PROBLEM: Provide the number of lines in the records that hold the string "mutations", without any other words.

########################################

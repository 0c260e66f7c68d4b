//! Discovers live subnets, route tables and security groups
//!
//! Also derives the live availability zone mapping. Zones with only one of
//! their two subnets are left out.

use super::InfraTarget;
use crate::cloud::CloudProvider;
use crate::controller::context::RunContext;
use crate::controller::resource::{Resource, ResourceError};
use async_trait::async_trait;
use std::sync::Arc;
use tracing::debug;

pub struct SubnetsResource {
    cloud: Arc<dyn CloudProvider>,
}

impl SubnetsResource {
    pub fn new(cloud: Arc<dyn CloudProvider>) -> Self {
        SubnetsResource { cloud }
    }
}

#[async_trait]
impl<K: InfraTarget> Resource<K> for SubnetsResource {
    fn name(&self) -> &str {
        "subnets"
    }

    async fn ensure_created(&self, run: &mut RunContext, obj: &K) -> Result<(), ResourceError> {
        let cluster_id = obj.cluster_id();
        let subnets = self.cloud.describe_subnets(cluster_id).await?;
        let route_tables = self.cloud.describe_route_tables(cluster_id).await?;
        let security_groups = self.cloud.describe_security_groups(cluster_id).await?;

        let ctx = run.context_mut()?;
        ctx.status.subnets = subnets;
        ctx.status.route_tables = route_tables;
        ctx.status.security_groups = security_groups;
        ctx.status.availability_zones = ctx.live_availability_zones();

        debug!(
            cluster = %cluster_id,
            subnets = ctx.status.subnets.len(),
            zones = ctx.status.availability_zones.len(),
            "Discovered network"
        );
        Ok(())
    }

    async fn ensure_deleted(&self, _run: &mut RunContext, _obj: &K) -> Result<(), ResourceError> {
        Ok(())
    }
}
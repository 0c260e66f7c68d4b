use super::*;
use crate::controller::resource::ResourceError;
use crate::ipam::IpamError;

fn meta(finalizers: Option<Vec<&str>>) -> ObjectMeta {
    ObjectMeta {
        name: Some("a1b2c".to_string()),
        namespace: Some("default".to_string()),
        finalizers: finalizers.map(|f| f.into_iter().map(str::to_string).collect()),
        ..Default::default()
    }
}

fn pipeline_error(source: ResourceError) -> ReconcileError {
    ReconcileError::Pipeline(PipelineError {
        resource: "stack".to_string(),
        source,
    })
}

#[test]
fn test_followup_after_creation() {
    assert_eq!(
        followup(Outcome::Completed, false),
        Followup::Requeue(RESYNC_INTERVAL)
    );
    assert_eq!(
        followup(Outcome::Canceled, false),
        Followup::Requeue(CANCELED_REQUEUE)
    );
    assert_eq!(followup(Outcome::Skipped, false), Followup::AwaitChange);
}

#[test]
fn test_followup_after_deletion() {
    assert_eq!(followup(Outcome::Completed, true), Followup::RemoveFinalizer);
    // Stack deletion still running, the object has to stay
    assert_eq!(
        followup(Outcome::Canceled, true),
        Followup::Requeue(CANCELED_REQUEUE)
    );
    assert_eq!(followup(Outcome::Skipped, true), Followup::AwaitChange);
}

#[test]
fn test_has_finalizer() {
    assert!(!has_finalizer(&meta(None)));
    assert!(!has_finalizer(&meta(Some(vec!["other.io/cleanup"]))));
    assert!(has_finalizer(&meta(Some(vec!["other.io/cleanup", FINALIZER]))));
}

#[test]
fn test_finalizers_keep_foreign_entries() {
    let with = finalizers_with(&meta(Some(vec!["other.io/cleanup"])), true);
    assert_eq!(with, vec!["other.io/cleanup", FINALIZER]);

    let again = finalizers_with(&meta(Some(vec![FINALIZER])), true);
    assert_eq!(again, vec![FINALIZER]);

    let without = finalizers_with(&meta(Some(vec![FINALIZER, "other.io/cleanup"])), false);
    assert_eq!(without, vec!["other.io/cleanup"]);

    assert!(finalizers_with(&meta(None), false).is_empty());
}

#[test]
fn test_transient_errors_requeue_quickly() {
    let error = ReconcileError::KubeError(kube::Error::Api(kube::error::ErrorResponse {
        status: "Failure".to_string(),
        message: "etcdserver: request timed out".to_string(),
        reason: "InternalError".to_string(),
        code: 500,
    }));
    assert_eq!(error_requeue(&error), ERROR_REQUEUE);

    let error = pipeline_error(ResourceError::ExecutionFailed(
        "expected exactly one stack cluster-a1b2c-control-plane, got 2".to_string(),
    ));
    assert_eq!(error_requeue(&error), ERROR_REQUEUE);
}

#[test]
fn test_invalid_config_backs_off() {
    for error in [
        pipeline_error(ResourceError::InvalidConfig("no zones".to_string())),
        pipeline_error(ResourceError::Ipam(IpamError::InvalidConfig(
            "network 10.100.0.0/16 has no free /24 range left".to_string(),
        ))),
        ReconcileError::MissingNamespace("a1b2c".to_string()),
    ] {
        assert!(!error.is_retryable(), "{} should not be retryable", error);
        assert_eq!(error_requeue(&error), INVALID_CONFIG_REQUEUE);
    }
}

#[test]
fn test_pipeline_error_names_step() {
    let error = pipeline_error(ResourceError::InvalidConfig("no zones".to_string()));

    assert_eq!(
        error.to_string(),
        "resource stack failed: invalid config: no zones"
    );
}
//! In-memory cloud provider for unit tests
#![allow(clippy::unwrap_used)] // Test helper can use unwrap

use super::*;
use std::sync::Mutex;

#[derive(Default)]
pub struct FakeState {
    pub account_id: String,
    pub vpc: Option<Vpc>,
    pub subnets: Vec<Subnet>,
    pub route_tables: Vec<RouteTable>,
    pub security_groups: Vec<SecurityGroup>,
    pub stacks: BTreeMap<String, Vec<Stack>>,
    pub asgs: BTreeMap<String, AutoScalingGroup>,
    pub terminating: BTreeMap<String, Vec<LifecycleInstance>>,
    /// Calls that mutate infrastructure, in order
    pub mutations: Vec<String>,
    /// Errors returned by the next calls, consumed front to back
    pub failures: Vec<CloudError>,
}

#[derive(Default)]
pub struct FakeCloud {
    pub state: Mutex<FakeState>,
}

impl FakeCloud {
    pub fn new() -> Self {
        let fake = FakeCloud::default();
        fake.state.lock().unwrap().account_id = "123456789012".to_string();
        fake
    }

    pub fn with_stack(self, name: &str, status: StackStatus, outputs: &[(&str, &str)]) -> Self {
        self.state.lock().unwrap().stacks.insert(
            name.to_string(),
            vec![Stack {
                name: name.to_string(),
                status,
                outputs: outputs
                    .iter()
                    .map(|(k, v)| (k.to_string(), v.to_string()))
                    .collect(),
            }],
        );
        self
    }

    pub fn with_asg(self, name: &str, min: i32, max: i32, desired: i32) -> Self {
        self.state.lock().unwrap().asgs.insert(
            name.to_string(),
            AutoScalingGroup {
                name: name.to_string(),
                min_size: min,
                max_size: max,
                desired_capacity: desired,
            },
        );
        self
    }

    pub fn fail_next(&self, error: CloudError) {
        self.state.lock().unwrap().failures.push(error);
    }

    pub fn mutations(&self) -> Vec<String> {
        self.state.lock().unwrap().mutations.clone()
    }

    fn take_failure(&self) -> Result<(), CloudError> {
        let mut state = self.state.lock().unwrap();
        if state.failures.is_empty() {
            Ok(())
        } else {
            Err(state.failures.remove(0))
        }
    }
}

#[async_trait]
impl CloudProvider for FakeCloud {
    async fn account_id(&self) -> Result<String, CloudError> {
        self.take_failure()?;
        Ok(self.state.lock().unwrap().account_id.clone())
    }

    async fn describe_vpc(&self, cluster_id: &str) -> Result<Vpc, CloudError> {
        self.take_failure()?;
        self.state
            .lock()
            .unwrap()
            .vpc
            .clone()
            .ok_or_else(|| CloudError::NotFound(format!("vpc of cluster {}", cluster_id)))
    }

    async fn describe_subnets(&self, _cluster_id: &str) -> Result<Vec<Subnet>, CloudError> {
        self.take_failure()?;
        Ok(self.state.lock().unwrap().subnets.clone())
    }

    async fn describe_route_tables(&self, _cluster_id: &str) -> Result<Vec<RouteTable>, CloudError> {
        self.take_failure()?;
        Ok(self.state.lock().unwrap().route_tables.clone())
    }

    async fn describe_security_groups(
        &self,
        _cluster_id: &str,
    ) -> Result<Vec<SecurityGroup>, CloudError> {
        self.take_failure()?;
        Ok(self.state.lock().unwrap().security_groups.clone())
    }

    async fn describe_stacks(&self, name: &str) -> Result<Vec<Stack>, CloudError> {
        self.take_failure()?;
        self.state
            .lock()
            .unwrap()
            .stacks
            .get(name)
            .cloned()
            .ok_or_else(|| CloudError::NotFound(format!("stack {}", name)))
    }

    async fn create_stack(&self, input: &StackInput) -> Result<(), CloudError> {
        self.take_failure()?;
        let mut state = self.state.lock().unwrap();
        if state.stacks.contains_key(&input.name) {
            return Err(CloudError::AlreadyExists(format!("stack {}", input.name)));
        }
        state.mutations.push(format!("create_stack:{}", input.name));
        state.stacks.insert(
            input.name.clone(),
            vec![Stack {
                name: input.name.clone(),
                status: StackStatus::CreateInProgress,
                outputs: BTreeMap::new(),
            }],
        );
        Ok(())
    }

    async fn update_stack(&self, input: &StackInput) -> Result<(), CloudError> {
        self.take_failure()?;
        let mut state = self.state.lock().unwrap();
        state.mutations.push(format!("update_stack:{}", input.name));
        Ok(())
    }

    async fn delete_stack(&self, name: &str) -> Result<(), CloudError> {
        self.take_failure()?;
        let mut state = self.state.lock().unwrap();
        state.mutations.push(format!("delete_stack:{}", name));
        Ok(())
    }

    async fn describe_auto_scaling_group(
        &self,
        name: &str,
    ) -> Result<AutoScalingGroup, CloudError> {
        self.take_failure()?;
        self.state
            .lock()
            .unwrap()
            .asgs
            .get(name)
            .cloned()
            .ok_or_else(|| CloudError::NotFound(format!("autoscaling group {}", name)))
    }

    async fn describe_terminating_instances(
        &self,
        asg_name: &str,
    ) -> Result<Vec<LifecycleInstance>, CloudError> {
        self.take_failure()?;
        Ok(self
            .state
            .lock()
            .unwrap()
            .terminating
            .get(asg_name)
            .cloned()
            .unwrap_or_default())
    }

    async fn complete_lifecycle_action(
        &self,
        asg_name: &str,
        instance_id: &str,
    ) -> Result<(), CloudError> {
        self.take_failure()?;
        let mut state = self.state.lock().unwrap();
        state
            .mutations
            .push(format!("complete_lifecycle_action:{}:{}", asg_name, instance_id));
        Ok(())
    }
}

########################################

RESULT FOR THIS EXERCISE: 7